Ülkemiz iyi yoldadır bundan kimsenin şüphesi olmasın, halkımız bizleri tekrar Ankara da görmek isterseler bundan önceki süreçte olduğu gibi önümüzdeki dönemde de halkımızın hak ve hukukunu en iyi şekilde savunacağımızı temin ederiz. Bu seçim sürecinde de görüldüğü üzere halkımıza Cumhurbaşkanlığını seçtirme arzumuza da sekte vurmaya kalkanlar halktan korkmuşlardır. Önümüzdeki seçimlerde halkımız halka rağmen bir şeyler yapmaya çalışanlara en iyi cevabı sandıkta verecektir bu bir vatani görevdir.

 

 

 

-Ak Parti 3 Kasım 2002 seçimlerinde Sakarya’ da 6–0 alarak Ankara’ da çok güçlü temsil edildi. Bu seçimlerde de 6–0 bekliyor musunuz?

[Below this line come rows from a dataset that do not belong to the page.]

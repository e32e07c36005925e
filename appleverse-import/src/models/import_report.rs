//! Bulk import results
//!
//! Counters and per-row failures collected during one run, printed as the
//! console summary and persisted to `import_runs`.

use chrono::{DateTime, Utc};
use serde::{Deserialize, Serialize};
use std::time::Duration;
use uuid::Uuid;

/// A row whose insert failed
#[derive(Debug, Clone, PartialEq, Eq, Serialize, Deserialize)]
pub struct RowFailure {
    /// 1-based data row within `origin`
    pub row_number: usize,
    /// Source file (or `file#sheet`)
    pub origin: String,
    /// Best-effort identifying name
    pub name: String,
    /// Underlying error message
    pub message: String,
}

/// Outcome of one bulk import
#[derive(Debug, Clone, Serialize, Deserialize)]
pub struct ImportReport {
    pub run_id: Uuid,
    pub source_path: String,
    pub started_at: DateTime<Utc>,
    pub ended_at: DateTime<Utc>,
    /// Rows read from the source
    pub total_rows: usize,
    /// Records now in the catalogue
    pub imported: usize,
    /// Rows dropped for lacking a cultivar name
    pub skipped: usize,
    /// Rows whose insert failed
    pub failed: usize,
    pub images_scanned: usize,
    /// Images linked to at least one record
    pub images_linked: usize,
    pub failures: Vec<RowFailure>,
}

impl ImportReport {
    pub fn new(source_path: impl Into<String>) -> Self {
        let now = Utc::now();
        Self {
            run_id: Uuid::new_v4(),
            source_path: source_path.into(),
            started_at: now,
            ended_at: now,
            total_rows: 0,
            imported: 0,
            skipped: 0,
            failed: 0,
            images_scanned: 0,
            images_linked: 0,
            failures: Vec::new(),
        }
    }

    pub fn record_failure(&mut self, failure: RowFailure) {
        self.failed += 1;
        self.failures.push(failure);
    }

    pub fn finish(&mut self) {
        self.ended_at = Utc::now();
    }

    pub fn elapsed(&self) -> Duration {
        (self.ended_at - self.started_at)
            .to_std()
            .unwrap_or_default()
    }

    /// Imported records per second (0 when nothing measurable elapsed)
    pub fn throughput(&self) -> f64 {
        let secs = self.elapsed().as_secs_f64();
        if secs > 0.0 {
            self.imported as f64 / secs
        } else {
            0.0
        }
    }

    /// Human-readable summary, one line per entry
    pub fn summary_lines(&self) -> Vec<String> {
        let mut lines = vec![
            format!("Import {} from {}", self.run_id, self.source_path),
            format!("  Rows read:      {}", self.total_rows),
            format!("  Imported:       {}", self.imported),
            format!("  Skipped:        {}", self.skipped),
            format!("  Errors:         {}", self.failed),
            format!(
                "  Images linked:  {} of {}",
                self.images_linked, self.images_scanned
            ),
            format!("  Elapsed:        {:.2}s", self.elapsed().as_secs_f64()),
            format!("  Throughput:     {:.1} records/s", self.throughput()),
        ];

        for failure in &self.failures {
            lines.push(format!(
                "  ! row {} ({}) in {}: {}",
                failure.row_number, failure.name, failure.origin, failure.message
            ));
        }

        lines
    }

    pub fn display_string(&self) -> String {
        self.summary_lines().join("\n")
    }
}
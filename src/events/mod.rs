/*!
 * Event System
 * Strongly-typed simulation events recorded in exact occurrence order
 */

use crate::core::types::{Pid, ResourceId, Tick};
use parking_lot::RwLock;
use serde::{Deserialize, Serialize};
use std::fmt;

/// One simulation event, stamped with the tick it occurred at
#[derive(Debug, Clone, PartialEq, Eq, Serialize, Deserialize)]
#[serde(rename_all = "snake_case")]
pub struct Event {
    pub tick: Tick,
    pub payload: Payload,
}

/// Event payload - strongly typed variants for each event type
#[derive(Debug, Clone, PartialEq, Eq, Serialize, Deserialize)]
#[serde(rename_all = "snake_case")]
pub enum Payload {
    ResourceGranted {
        pid: Pid,
        resource: ResourceId,
    },
    ResourceBlocked {
        pid: Pid,
        resource: ResourceId,
    },
    DeadlockDetected {
        involved: Vec<Pid>,
    },
    ForcedRelease {
        resource: ResourceId,
        former_owner: Pid,
        new_owner: Option<Pid>,
    },
    ProcessTerminated {
        pid: Pid,
        turnaround: Tick,
    },
    /// Process killed by an `UnknownResource` fault; its holdings were freed
    ProcessAborted {
        pid: Pid,
        resource: ResourceId,
    },
}

impl Event {
    #[inline]
    #[must_use]
    pub const fn new(tick: Tick, payload: Payload) -> Self {
        Self { tick, payload }
    }
}

impl fmt::Display for Event {
    fn fmt(&self, f: &mut fmt::Formatter<'_>) -> fmt::Result {
        write!(f, "{:>5}  ", self.tick)?;
        match &self.payload {
            Payload::ResourceGranted { pid, resource } => {
                write!(f, "P{pid:<4} allocated resource         R{resource}")
            }
            Payload::ResourceBlocked { pid, resource } => {
                write!(f, "P{pid:<4} blocked on resource        R{resource}")
            }
            Payload::DeadlockDetected { involved } => {
                let pids: Vec<String> = involved.iter().map(|p| format!("P{p}")).collect();
                write!(f, "SYS   deadlock detected          ({})", pids.join(", "))
            }
            Payload::ForcedRelease {
                resource,
                former_owner,
                new_owner,
            } => {
                write!(f, "SYS   force released             R{resource} (from P{former_owner}")?;
                match new_owner {
                    Some(pid) => write!(f, ", to P{pid})"),
                    None => write!(f, ", no waiter)"),
                }
            }
            Payload::ProcessTerminated { pid, turnaround } => {
                write!(f, "P{pid:<4} terminated                 (turnaround {turnaround})")
            }
            Payload::ProcessAborted { pid, resource } => {
                write!(f, "P{pid:<4} aborted                    R{resource} (unknown resource)")
            }
        }
    }
}

/// Append-only event log shared between the engine and its observers.
///
/// The collector never influences engine state; it only records.
#[derive(Debug, Default)]
pub struct Collector {
    events: RwLock<Vec<Event>>,
}

impl Collector {
    #[must_use]
    pub fn new() -> Self {
        Self::default()
    }

    pub fn record(&self, event: Event) {
        log::info!("{event}");
        self.events.write().push(event);
    }

    /// Copy of the event log in emission order
    #[must_use]
    pub fn snapshot(&self) -> Vec<Event> {
        self.events.read().clone()
    }

    #[must_use]
    pub fn len(&self) -> usize {
        self.events.read().len()
    }

    #[must_use]
    pub fn is_empty(&self) -> bool {
        self.events.read().is_empty()
    }
}
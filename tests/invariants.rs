/*!
 * Invariant Tests
 * Property-based checks over randomized scripts: ownership and
 * state-partition invariants hold at every step, and every run terminates
 */

use proptest::prelude::*;
use pseudos::{Engine, FirstCandidate, Instruction, Policy, Program, ProcessState};

const RESOURCE_POOL: u32 = 4;
const STEP_LIMIT: usize = 10_000;

fn instruction() -> impl Strategy<Value = Instruction> {
    prop_oneof![
        (0..RESOURCE_POOL).prop_map(Instruction::Request),
        (1u64..4).prop_map(Instruction::Wait),
    ]
}

fn programs() -> impl Strategy<Value = Vec<Program>> {
    prop::collection::vec(prop::collection::vec(instruction(), 0..6), 1..5).prop_map(|scripts| {
        scripts
            .into_iter()
            .enumerate()
            .map(|(index, mut instructions)| {
                instructions.push(Instruction::End);
                Program {
                    name: format!("P{}", index + 1),
                    instructions,
                }
            })
            .collect()
    })
}

fn policies() -> impl Strategy<Value = Policy> {
    prop_oneof![
        Just(Policy::Fcfs),
        Just(Policy::Sjf),
        Just(Policy::RoundRobin),
    ]
}

fn check_invariants(engine: &Engine, total: usize) -> Result<(), TestCaseError> {
    // State partition: the four live states plus Terminated cover everyone
    let mut counts = [0usize; 5];
    for process in engine.processes() {
        let slot = match process.state {
            ProcessState::New => 0,
            ProcessState::Ready => 1,
            ProcessState::Running => 2,
            ProcessState::Blocked => 3,
            ProcessState::Terminated => 4,
        };
        counts[slot] += 1;
    }
    prop_assert_eq!(counts.iter().sum::<usize>(), total);

    for process in engine.processes() {
        let queued = engine.resources().queued_on(process.pid);
        if process.is_blocked() {
            // A blocked process waits on exactly one queue, and on the
            // resource it says it is blocked on
            prop_assert_eq!(queued.len(), 1);
            prop_assert_eq!(Some(queued[0]), process.blocked_on);
        } else {
            prop_assert!(queued.is_empty());
        }
    }

    // An unowned resource never has waiters
    for resource in 0..RESOURCE_POOL {
        if engine.resources().owner(resource).is_none() {
            prop_assert_eq!(engine.resources().waiter_count(resource), 0);
        }
    }
    Ok(())
}

proptest! {
    #[test]
    fn randomized_runs_preserve_invariants(
        programs in programs(),
        policy in policies(),
        quantum in 1u64..4,
    ) {
        let total = programs.len();
        let mut engine = Engine::new(programs, policy)
            .with_quantum(quantum)
            .with_resources(RESOURCE_POOL);
        let mut resolver = FirstCandidate;

        let mut steps = 0usize;
        loop {
            let more = engine.step(&mut resolver).unwrap();
            check_invariants(&engine, total)?;
            if !more {
                break;
            }
            steps += 1;
            prop_assert!(steps < STEP_LIMIT, "simulation did not terminate");
        }

        // Every process ran to completion and every resource came back
        for process in engine.processes() {
            prop_assert!(process.is_terminated());
            prop_assert!(process.turnaround().is_some());
        }
        prop_assert_eq!(engine.resources().owned().count(), 0);
    }

    #[test]
    fn identical_runs_produce_identical_event_streams(
        programs in programs(),
        policy in policies(),
    ) {
        let run = |programs: Vec<Program>| {
            let mut engine = Engine::new(programs, policy).with_resources(RESOURCE_POOL);
            let summary = engine.run(&mut FirstCandidate).unwrap();
            (engine.events(), summary)
        };
        prop_assert_eq!(run(programs.clone()), run(programs));
    }
}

- Hiç şüphemiz yoktur halkımız sandığa giderek Sakarya’da tekrar 6–0 ı Ak Partiye Kazandıracağına inanıyorum. Ak Parti Birleşmeler ve ayak oyunlarından uzak kendi mecrasında yoluna devam etmektedir, Doğru bildiğimiz bu yolda da halkımız bizim arkamızdadır.

 

 

-Son zamanlarda seçimlere birleşerek girmeye çalışan Partiler ANAP- DYP birleşmesi ( Demokrat parti) CHP – DSP – Genç Parti Birleşme çabaları hakkında ne düşünüyorsunuz.

- Bu Samimi olmayan birleşmeleri halkımız artık çözmüştür.  Yeter söz milletindir diyerek halktan desteğini almış olanlar, Yeter Söz Milletindir Halka gidelim denildiğinde Halkın meclisinde Cumhurbaşkanını seçelim denildiğinde nasıl kaçtıklarını halkımız medyamızdan gayet iyi takip etmiştir. Demokrat kimlikleriyle mecliste gurubu olan partilerimiz Cumhurbaşkanlığı seçimlerinde meclise girmeyerek, bakın oy verseydiler demiyorum genel kurula gelseydiler bile bu halktan büyük takdir göreceklerdi. Ama onlar Halk’tan bütünüyle kopmuş olan CHP nin ve belli gurupların arkasına takılarak Halka ihanet etmişlerdir. Adnan Menderesin inanın kemikleri sızlamaktadır. 50 yıl önceki çok değerli Menderesin ufku ve bakış açısına sahip olamamışlardır ve bulundukları sayın Menderesin makamına da yakışmamaktadırlar. CHP, DSP ve GENÇ PARTİ için ise yorum bile yapmak istemiyorum Halkımız onları gayet iyi tanımaktadır ve

gereken cevabı da sandıkta verecektir.

 

 

-Şuanda cumhurbaşkanımızın 367 oturum çokluğu ile seçilmemiş olması tartışılırken bazı kişi ve kurumlar seçim kararı almış olan meclisin çıkardığı yasaların tartışılır olduğunu söylemesi sizce ne kadar doğrudur ?

 

- Ana yasamızda da belirtildiği gibi yeni meclis seçilene kadar çalışmalarına devam eder, her türlü yasayı ve kanunları çıkarmaya yetkilidir der. Eğer ki bazılarının dediği gibi meclisin şuan ki durumunu geçersiz saymak doğru ise o zaman 16 Mayısta süresi bitecek olan cumhurbaşkanında cumhurbaşkanlığının da devam etmesi mümkün olamaz. Fakat onlarda biliyor ki devlet başsız ve idaresiz kesinlikle kalamaz. Bu alakasız iddiayı ortaya atanlar olaya siyasal açıdan bakıyorlar hukuk açısından baksınlar.

AKYAZIHABER.COM

İHA/Akyazı Muhabiri tarafından yapılan röportajın tam metnidir.